Further, the web page goes on to point out that if such a device could actually analyze quantum fluctuations and detect the supposed energy responsible for them (which current quantum physics apparently suggests is unlikely to exist), it would be an achievement worthy of a Nobel Prize:
If such an energy exists, it remains laughable that the makers of the Ghost Radar I-phone app gained some miraculous understanding of a purely theoretical and fantastic idea of universal connectivity, there-by allowing them to program the application to measure this energy. An energy that no one can prove even exists. But for arguments sake, if we take for granted the idea that they did achieve this feat of physics mastery, are we supposed to now believe they found that the best way to proceed with this ground breaking research and knowledge was to make it into an i-phone app?
I suppose the Nobel Prize is much overrated these days.
I’ll suggest now, that if you don’t see the flaw in this situation, then you deserve to get caught in their scam and lose your hard earned money.
And then, of course, there’s the fact that the app is available under the “entertainment” category and that its website says, "results from this application cannot be verified scientifically and therefore should be used for entertainment purposes."
Honestly, going through the trouble of demonstrating that a toy can’t really detect ghosts is starting to hurt my head. So enough about this stupid app. Here’s what Frater Aequilibritas says about it:
[My brother] got a new, very hi-tech phone recently, and for a lark, downloaded the "Ghost Radar" app for it. It uses the already present components in the phone to detect various phenomena that are typically associated with ghosts (electromagnetic, temperature, etc.) to detect the approximate area and location of various "ghostly" presences. It takes a few days to adjust for background noise, wiring in the walls, and such, but it eventually determined there were around 6 "presences" in the top floor of their new apartment. This appeared equally on both of their phones. [It is unclear who “their” refers to in this sentence]
Courtney, an Asatruar, decided she wanted to help them "pass on" and prepared a ritual, the details of which I am uncertain at the moment, to facilitate this. Yesterday evening, they performed this ritual, and then took a test walk several times slowly through the house. Not a single presence appeared on the Radar.
Now whether or not these "presences" were actually ghosts or not is immaterial. What this does objectively prove (at least to my mind) is that the ritual was effective. It was designed to remove whatever was causing these "presences" from the house. It has effectively done just that, through simple application of focused will. It may not hold up in a laboratory test, and does not pass technical scientific rigour, but I think to deny its clear proof is misguided.

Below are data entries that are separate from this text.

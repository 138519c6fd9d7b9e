//! The capture loop
//!
//! Single-threaded and cooperative: one frame is pulled and processed to
//! completion before the next. The bounded poll timeout keeps the shutdown
//! flag responsive, and frame timestamps drive the retention sweep so
//! replayed traffic ages the store consistently.

use std::sync::atomic::{AtomicBool, Ordering};
use std::sync::Arc;

use tracing::{debug, info, warn};

use ipwatch_capture::{capture_filter, CaptureConfig, CaptureSession};
use ipwatch_core::{config, Result, WatchConfig};
use ipwatch_db::{HistoryStore, OpenMode};
use ipwatch_packet::decode_frame;

use crate::detector;
use crate::notify::NotificationDispatcher;

/// Run the capture loop until shutdown
///
/// Fatal errors (capture open, store open, vendor attach) surface before
/// the first frame; after that only capture failures end the loop. Store
/// write failures and malformed frames are logged and skipped.
pub fn run(watch: &WatchConfig, shutdown: Arc<AtomicBool>) -> Result<()> {
    let filter = capture_filter(watch.user_filter.as_deref())?;

    let mut session = CaptureSession::open(
        &watch.ifname,
        &CaptureConfig {
            snaplen: watch.snaplen,
            promiscuous: watch.promiscuous,
            ..Default::default()
        },
    )?;
    session.set_filter(&filter)?;

    let store = HistoryStore::open(&watch.lib_dir, &watch.ifname, OpenMode::ReadWrite)?;
    store.attach_vendor(&watch.lib_dir)?;

    let dispatcher = NotificationDispatcher::new(watch)?;
    spawn_signal_watcher(&dispatcher, Arc::clone(&shutdown));

    info!("watching {}", watch.ifname);

    // Zero so the first frame triggers an initial sweep
    let mut next_maintenance: i64 = 0;

    while !shutdown.load(Ordering::Relaxed) {
        let frame = match session.next_frame()? {
            Some(frame) => frame,
            None => continue,
        };

        match decode_frame(&frame.data, frame.captured_at, &store) {
            Ok(obs) => match detector::observe(&store, &obs) {
                Ok(Some(event)) => dispatcher.dispatch(&store, &event, frame.captured_at),
                Ok(None) => {}
                Err(e) => warn!("{}", e),
            },
            Err(e) => warn!("{}", e),
        }

        // Time for store maintenance?
        if frame.captured_at.sec >= next_maintenance {
            let cutoff = frame.captured_at.sec - watch.retention_secs();
            match store.delete_older_than(cutoff) {
                Ok(deleted) => debug!("retention sweep removed {} records", deleted),
                Err(e) => warn!("{}", e),
            }
            store.maintenance();
            next_maintenance = frame.captured_at.sec + config::MAINTENANCE_INTERVAL;
        }
    }

    info!("capture loop stopped");
    Ok(())
}

/// Set the shutdown flag on SIGINT or SIGTERM
///
/// The watcher lives on the dispatcher's runtime; the capture loop observes
/// the flag at the top of each pull.
fn spawn_signal_watcher(dispatcher: &NotificationDispatcher, shutdown: Arc<AtomicBool>) {
    dispatcher.runtime_handle().spawn(async move {
        let ctrl_c = tokio::signal::ctrl_c();
        match tokio::signal::unix::signal(tokio::signal::unix::SignalKind::terminate()) {
            Ok(mut term) => {
                tokio::select! {
                    _ = ctrl_c => {}
                    _ = term.recv() => {}
                }
            }
            Err(e) => {
                warn!("failed to install SIGTERM handler: {}", e);
                let _ = ctrl_c.await;
            }
        }
        info!("exiting on signal");
        shutdown.store(true, Ordering::Relaxed);
    });
}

So, first of all, we’re not given enough information to say for sure what’s going on here. We’re told that two Ghost Radars reported six “presences” in the apartment, and then we’re told that after some kind of unknown ritual to remove the presences, the Ghost Radars both reported no presences in this space.
Even if this story is being reported totally accurately – and isn’t it interesting that “objective proof” of the supernatural always seems to consist of second-hand anecdotes? – it should be overwhelmingly obvious that this doesn’t rise to the level of “proof” of anything, especially since it’s not entirely clear what this toy is actually doing. There’s no way to tell in this situation that it was the ritual that caused those blips on the radar to disappear.
Anyway, the comments on the post are what really drew my attention to this bit of silliness. One commenter writes:
test every now and then pref. every few days, see if "they" "it" whatever, stays gone. if still gone after a month, then, wow. i've done a share of "ghostbustiNg" and thats' pretty good, just that things may tend to come back if really attached. none of it will tell us exactly what "it" "they" are tho. did anyone get voice messages or the like?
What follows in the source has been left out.